We removed all non-SNP variants.

java -Xmx16g -jar ~/software/$GATKVERSION/GenomeAnalysisTK.jar \
	-T SelectVariants \
	-R reference-genome.fa \
	-selectType SNP \
	--variant genotyped.vcf \
	-o genotyped.snp-only.vcf

Finally, we applied several hard filters to remove low-quality SNPs.

QUAL=5000.0

QD=5.0
MQ=20.0
ReadPosRankSum_lower=-2.0
ReadPosRankSum_upper=2.0
MQRankSum_lower=-2.0
MQRankSum_upper=2.0
BaseQRankSum_lower=-2.0
BaseQRankSum_upper=2.0

java -jar ~/software/$GATKVERSION/GenomeAnalysisTK.jar \
	-T VariantFiltration \
	-R reference-genome.fa \
	--variant genotyped.snp-only.vcf \
	--filterExpression "AN < $AN" --filterName "nSamples" \
	--filterExpression "QD < $QD" --filterName "QDFilter" \
	--filterExpression "QUAL < $QUAL" --filterName "QualFilter" \
	--filterExpression "MQ < $MQ" --filterName "MQ" \
	--filterExpression "ReadPosRankSum < $ReadPosRankSum_lower" --filterName "ReadPosRankSum" \
	--filterExpression "ReadPosRankSum > $ReadPosRankSum_upper" --filterName "ReadPosRankSum" \
	--filterExpression "MQRankSum < $MQRankSum_lower" --filterName "MQRankSum" \
	--filterExpression "MQRankSum > $MQRankSum_upper" --filterName "MQRankSum" \
	--filterExpression "BaseQRankSum < $BaseQRankSum_lower" --filterName "BaseQRankSum" \
	--filterExpression "BaseQRankSum > $BaseQRankSum_upper" --filterName "BaseQRankSum" \
	-o genotyped.snp-only.filters.vcf

Selection of SNPs for phylogenomic analyses using vcftools

We used vcftools to generate a SNP dataset for phylogenomic analyses. To avoid biases in the phylogenetic reconstruction, we only retained SNPs that were called in at least 90% of all analyzed strains. Furthermore, we retained a SNP only if the SNP was called in the best sequenced Bangladesh sample 12.
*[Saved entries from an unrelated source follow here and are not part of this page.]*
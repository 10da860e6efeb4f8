//! PNG export: a one-shot CPU rasterization of the document onto an
//! off-screen image, independent of the live canvas painter.

use std::path::Path;

use ab_glyph::{Font, FontVec, ScaleFont, point};
use egui::{Color32, Pos2, pos2};
use image::{Rgba, RgbaImage};
use log::{info, warn};

use crate::document::Document;
use crate::drawable::{Drawable, STICKER_COLOR, STROKE_COLOR};
use crate::error::ExportError;
use crate::sticker::STICKER_SIZE;

/// Exported images are rendered at this multiple of the logical canvas size.
pub const EXPORT_SCALE: u32 = 4;

/// Fixed output filename the export is offered under.
pub const EXPORT_FILE_NAME: &str = "sketchpad.png";

/// Rasterize the document at `scale`× the logical size over a solid
/// background. Strokes become stamped-disc polylines; sticker glyphs are
/// drawn through ab_glyph using egui's bundled font data.
pub fn render_image(
    document: &Document,
    background: Color32,
    logical_size: [u32; 2],
    scale: u32,
) -> RgbaImage {
    let [width, height] = logical_size;
    let [r, g, b, a] = background.to_array();
    let mut img = RgbaImage::from_pixel(width * scale, height * scale, Rgba([r, g, b, a]));

    let s = scale as f32;
    for drawable in document.drawables() {
        match drawable {
            Drawable::Stroke(stroke) => {
                let points: Vec<Pos2> = stroke
                    .points()
                    .iter()
                    .map(|p| pos2(p.x * s, p.y * s))
                    .collect();
                let width = stroke.width() * s;
                if points.len() == 1 {
                    draw_circle(&mut img, points[0], width / 2.0, STROKE_COLOR);
                }
                for segment in points.windows(2) {
                    draw_line(&mut img, segment[0], segment[1], STROKE_COLOR, width);
                }
            }
            Drawable::Sticker(sticker) => {
                let center = pos2(sticker.position().x * s, sticker.position().y * s);
                match glyph_font(sticker.glyph()) {
                    Some(font) => draw_text_centered(
                        &mut img,
                        &font,
                        center,
                        sticker.glyph(),
                        STICKER_SIZE * s,
                        STICKER_COLOR,
                    ),
                    None => warn!("no font covers sticker glyph {:?}", sticker.glyph()),
                }
            }
        }
    }
    img
}

/// Render the document and write it as a PNG.
pub fn write_png(
    document: &Document,
    background: Color32,
    logical_size: [u32; 2],
    path: &Path,
) -> Result<(), ExportError> {
    let img = render_image(document, background, logical_size, EXPORT_SCALE);
    img.save(path).map_err(|source| ExportError::Write {
        path: path.to_path_buf(),
        source,
    })?;
    info!(
        "exported {}x{} image to {}",
        img.width(),
        img.height(),
        path.display()
    );
    Ok(())
}

/// Pick the first of egui's bundled proportional fonts that covers the
/// glyph's first character, falling back to the head of the family.
fn glyph_font(glyph: &str) -> Option<FontVec> {
    let definitions = egui::FontDefinitions::default();
    let family = definitions.families.get(&egui::FontFamily::Proportional)?;
    let target = glyph.chars().next();

    let mut fallback = None;
    for name in family {
        let Some(data) = definitions.font_data.get(name) else {
            continue;
        };
        let bytes = data.font.clone().into_owned();
        let Ok(font) = FontVec::try_from_vec_and_index(bytes, data.index) else {
            continue;
        };
        match target {
            Some(ch) if font.glyph_id(ch).0 != 0 => return Some(font),
            _ => {
                if fallback.is_none() {
                    fallback = Some(font);
                }
            }
        }
    }
    fallback
}

fn blend_pixel(img: &mut RgbaImage, x: u32, y: u32, color: Color32) {
    let [r, g, b, a] = color.to_array();
    if a == 0 {
        return;
    }
    let dst = img.get_pixel(x, y).0;
    let src_a = a as f32 / 255.0;
    let dst_a = dst[3] as f32 / 255.0;
    let out_a = src_a + dst_a * (1.0 - src_a);
    if out_a <= 0.0 {
        return;
    }
    let blend = |src: u8, dst: u8| {
        let src_f = src as f32 / 255.0;
        let dst_f = dst as f32 / 255.0;
        ((src_f * src_a + dst_f * dst_a * (1.0 - src_a)) / out_a * 255.0)
            .round()
            .clamp(0.0, 255.0) as u8
    };
    img.put_pixel(
        x,
        y,
        Rgba([
            blend(r, dst[0]),
            blend(g, dst[1]),
            blend(b, dst[2]),
            (out_a * 255.0) as u8,
        ]),
    );
}

fn draw_circle(img: &mut RgbaImage, center: Pos2, radius: f32, color: Color32) {
    if radius <= 0.0 {
        return;
    }
    let radius_sq = radius * radius;
    let width = img.width() as i32;
    let height = img.height() as i32;
    let min_x = (center.x - radius).floor().max(0.0) as i32;
    let max_x = (center.x + radius).ceil().min((width - 1) as f32) as i32;
    let min_y = (center.y - radius).floor().max(0.0) as i32;
    let max_y = (center.y + radius).ceil().min((height - 1) as f32) as i32;
    for y in min_y..=max_y {
        for x in min_x..=max_x {
            let dx = x as f32 + 0.5 - center.x;
            let dy = y as f32 + 0.5 - center.y;
            if dx * dx + dy * dy <= radius_sq {
                blend_pixel(img, x as u32, y as u32, color);
            }
        }
    }
}

fn draw_line(img: &mut RgbaImage, start: Pos2, end: Pos2, color: Color32, thickness: f32) {
    let dx = end.x - start.x;
    let dy = end.y - start.y;
    let steps = dx.abs().max(dy.abs()).ceil().max(1.0) as i32;
    let radius = (thickness / 2.0).max(0.5);
    for i in 0..=steps {
        let t = i as f32 / steps as f32;
        let point = pos2(start.x + dx * t, start.y + dy * t);
        draw_circle(img, point, radius, color);
    }
}

fn draw_text_centered(
    img: &mut RgbaImage,
    font: &FontVec,
    center: Pos2,
    text: &str,
    size: f32,
    color: Color32,
) {
    if text.is_empty() {
        return;
    }
    let scaled = font.as_scaled(size);
    let total_width: f32 = text
        .chars()
        .map(|ch| scaled.h_advance(font.glyph_id(ch)))
        .sum();
    let baseline = center.y + (scaled.ascent() + scaled.descent()) / 2.0;
    let mut caret = point(center.x - total_width / 2.0, baseline);

    for ch in text.chars() {
        let id = font.glyph_id(ch);
        let mut glyph = scaled.scaled_glyph(ch);
        glyph.position = caret;
        caret.x += scaled.h_advance(id);
        if let Some(outlined) = scaled.outline_glyph(glyph) {
            let bounds = outlined.px_bounds();
            outlined.draw(|x, y, coverage| {
                let px = bounds.min.x as i32 + x as i32;
                let py = bounds.min.y as i32 + y as i32;
                if px >= 0
                    && py >= 0
                    && (px as u32) < img.width()
                    && (py as u32) < img.height()
                {
                    let alpha = (color.a() as f32 * coverage).round().clamp(0.0, 255.0) as u8;
                    let shaded =
                        Color32::from_rgba_unmultiplied(color.r(), color.g(), color.b(), alpha);
                    blend_pixel(img, px as u32, py as u32, shaded);
                }
            });
        }
    }
}

#[cfg(test)]
mod tests {
    use super::*;
    use crate::drawable::Drawable;
    use crate::sticker::Sticker;
    use crate::stroke::Stroke;
    use egui::pos2;

    const WHITE: Rgba<u8> = Rgba([255, 255, 255, 255]);

    #[test]
    fn test_export_dimensions_are_scaled() {
        let doc = Document::new();
        let img = render_image(&doc, Color32::WHITE, [256, 256], EXPORT_SCALE);
        assert_eq!(img.width(), 1024);
        assert_eq!(img.height(), 1024);
    }

    #[test]
    fn test_empty_document_is_solid_background() {
        let doc = Document::new();
        let img = render_image(&doc, Color32::WHITE, [64, 64], 2);
        assert!(img.pixels().all(|p| *p == WHITE));
    }

    #[test]
    fn test_stroke_leaves_marks_at_scaled_positions() {
        let mut doc = Document::new();
        doc.commit(Drawable::Stroke(Stroke::new_ref(
            4.0,
            vec![pos2(10.0, 10.0), pos2(50.0, 10.0)],
        )));

        let img = render_image(&doc, Color32::WHITE, [64, 64], 4);
        // Middle of the segment, scaled by 4.
        assert_ne!(*img.get_pixel(120, 40), WHITE);
        // Far away from the segment the background is untouched.
        assert_eq!(*img.get_pixel(120, 200), WHITE);
    }

    #[test]
    fn test_sticker_glyph_leaves_marks_near_center() {
        let mut doc = Document::new();
        doc.commit(Drawable::Sticker(Sticker::new("A", pos2(32.0, 32.0))));

        let img = render_image(&doc, Color32::WHITE, [64, 64], 4);
        let center = 32 * 4;
        let touched = (center - 64..center + 64).any(|x| {
            (center - 64..center + 64).any(|y| *img.get_pixel(x as u32, y as u32) != WHITE)
        });
        assert!(touched);
    }

    #[test]
    fn test_render_is_pure() {
        let mut doc = Document::new();
        doc.commit(Drawable::Stroke(Stroke::new_ref(
            2.0,
            vec![pos2(5.0, 5.0), pos2(20.0, 20.0)],
        )));

        let first = render_image(&doc, Color32::WHITE, [32, 32], 2);
        let second = render_image(&doc, Color32::WHITE, [32, 32], 2);
        assert_eq!(first.as_raw(), second.as_raw());
    }
}
use crate::SketchApp;
use crate::renderer::CANVAS_SIZE;

pub fn central_panel(app: &mut SketchApp, ctx: &egui::Context) {
    egui::CentralPanel::default().show(ctx, |ui| {
        ui.heading("Sketch On Me");
        ui.add_space(8.0);

        let (response, painter) =
            ui.allocate_painter(egui::vec2(CANVAS_SIZE, CANVAS_SIZE), egui::Sense::drag());
        let canvas_rect = response.rect;

        // Handle input
        app.handle_canvas_input(ctx, canvas_rect);

        // Render the canvas
        app.render_canvas(&painter, canvas_rect);
    });
}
vcftools --vcf genotyped.snp-only.filters.vcf \
	--positions bangladesh_snps.txt
	--max-missing 0.9 --remove-filtered-all --recode \
	--out genotyped.snp-only.filters.subset.vcf

Phylogenomic analyses using RAxML and Splitstree

We built a phylogenetic tree from a SNP supermatrix using RAxML version 8.2.8. For detailed parameters see above.

We also constructed a NeighborNet among all wheat blast strains using splitsTree version 4.14.2. For detailed parameters see above.